| What you have to do |
In your answer, copy every entry that follows exactly.

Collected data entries
☆ ☆ ☆ ☆
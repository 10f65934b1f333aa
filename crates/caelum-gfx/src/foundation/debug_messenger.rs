use std::ffi::CStr;

use ash::vk;

/// 可以设置 debug name 的 vk 对象类型
pub trait DebugType {
    fn debug_type_name() -> &'static str;
    fn vk_handle(&self) -> impl vk::Handle;
}

/// validation layer 的消息回调，转发到 log
unsafe extern "system" fn vk_debug_callback(
    message_severity: vk::DebugUtilsMessageSeverityFlagsEXT,
    message_type: vk::DebugUtilsMessageTypeFlagsEXT,
    p_callback_data: *const vk::DebugUtilsMessengerCallbackDataEXT,
    _user_data: *mut std::os::raw::c_void,
) -> vk::Bool32 {
    let callback_data = unsafe { *p_callback_data };
    let msg = if callback_data.p_message.is_null() {
        std::borrow::Cow::from("")
    } else {
        unsafe { CStr::from_ptr(callback_data.p_message).to_string_lossy() }
    };

    match message_severity {
        vk::DebugUtilsMessageSeverityFlagsEXT::ERROR => log::error!("[vulkan][{:?}] {}", message_type, msg),
        vk::DebugUtilsMessageSeverityFlagsEXT::WARNING => log::warn!("[vulkan][{:?}] {}", message_type, msg),
        vk::DebugUtilsMessageSeverityFlagsEXT::INFO => log::info!("[vulkan][{:?}] {}", message_type, msg),
        _ => log::debug!("[vulkan][{:?}] {}", message_type, msg),
    }

    vk::FALSE
}

pub struct GfxDebugMessenger {
    debug_utils: ash::ext::debug_utils::Instance,
    messenger: vk::DebugUtilsMessengerEXT,
}

// new & destroy
impl GfxDebugMessenger {
    pub fn debug_messenger_ci() -> vk::DebugUtilsMessengerCreateInfoEXT<'static> {
        vk::DebugUtilsMessengerCreateInfoEXT::default()
            .message_severity(
                vk::DebugUtilsMessageSeverityFlagsEXT::ERROR
                    | vk::DebugUtilsMessageSeverityFlagsEXT::WARNING
                    | vk::DebugUtilsMessageSeverityFlagsEXT::INFO,
            )
            .message_type(
                vk::DebugUtilsMessageTypeFlagsEXT::GENERAL
                    | vk::DebugUtilsMessageTypeFlagsEXT::VALIDATION
                    | vk::DebugUtilsMessageTypeFlagsEXT::PERFORMANCE,
            )
            .pfn_user_callback(Some(vk_debug_callback))
    }

    pub fn new(entry: &ash::Entry, instance: &ash::Instance) -> Self {
        let debug_utils = ash::ext::debug_utils::Instance::new(entry, instance);
        let messenger =
            unsafe { debug_utils.create_debug_utils_messenger(&Self::debug_messenger_ci(), None).unwrap() };

        Self { debug_utils, messenger }
    }

    pub fn destroy(self) {
        unsafe {
            self.debug_utils.destroy_debug_utils_messenger(self.messenger, None);
        }
    }
}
☆ ☆ ☆ ☆
| Task response |
repository 10f65934b1f333aa
filename crates/caelum-gfx/src/foundation/debug_messenger.rs
use std::ffi::CStr;

use ash::vk;

/// 可以设置 debug name 的 vk 对象类型
pub trait DebugType {
    fn debug_type_name() -> &'static str;
    fn vk_handle(&self) -> impl vk::Handle;
}

/// validation layer 的消息回调，转发到 log
unsafe extern "system" fn vk_debug_callback(
    message_severity: vk::DebugUtilsMessageSeverityFlagsEXT,
    message_type: vk::DebugUtilsMessageTypeFlagsEXT,
    p_callback_data: *const vk::DebugUtilsMessengerCallbackDataEXT,
    _user_data: *mut std::os::raw::c_void,
) -> vk::Bool32 {
    let callback_data = unsafe { *p_callback_data };
    let msg = if callback_data.p_message.is_null() {
        std::borrow::Cow::from("")
    } else {
        unsafe { CStr::from_ptr(callback_data.p_message).to_string_lossy() }
    };

    match message_severity {
        vk::DebugUtilsMessageSeverityFlagsEXT::ERROR => log::error!("[vulkan][{:?}] {}", message_type, msg),
        vk::DebugUtilsMessageSeverityFlagsEXT::WARNING => log::warn!("[vulkan][{:?}] {}", message_type, msg),
        vk::DebugUtilsMessageSeverityFlagsEXT::INFO => log::info!("[vulkan][{:?}] {}", message_type, msg),
        _ => log::debug!("[vulkan][{:?}] {}", message_type, msg),
    }

    vk::FALSE
}

pub struct GfxDebugMessenger {
    debug_utils: ash::ext::debug_utils::Instance,
    messenger: vk::DebugUtilsMessengerEXT,
}

// new & destroy
impl GfxDebugMessenger {
    pub fn debug_messenger_ci() -> vk::DebugUtilsMessengerCreateInfoEXT<'static> {
        vk::DebugUtilsMessengerCreateInfoEXT::default()
            .message_severity(
                vk::DebugUtilsMessageSeverityFlagsEXT::ERROR
                    | vk::DebugUtilsMessageSeverityFlagsEXT::WARNING
                    | vk::DebugUtilsMessageSeverityFlagsEXT::INFO,
            )
            .message_type(
                vk::DebugUtilsMessageTypeFlagsEXT::GENERAL
                    | vk::DebugUtilsMessageTypeFlagsEXT::VALIDATION
                    | vk::DebugUtilsMessageTypeFlagsEXT::PERFORMANCE,
            )
            .pfn_user_callback(Some(vk_debug_callback))
    }

    pub fn new(entry: &ash::Entry, instance: &ash::Instance) -> Self {
        let debug_utils = ash::ext::debug_utils::Instance::new(entry, instance);
        let messenger =
            unsafe { debug_utils.create_debug_utils_messenger(&Self::debug_messenger_ci(), None).unwrap() };

        Self { debug_utils, messenger }
    }

    pub fn destroy(self) {
        unsafe {
            self.debug_utils.destroy_debug_utils_messenger(self.messenger, None);
        }
    }
}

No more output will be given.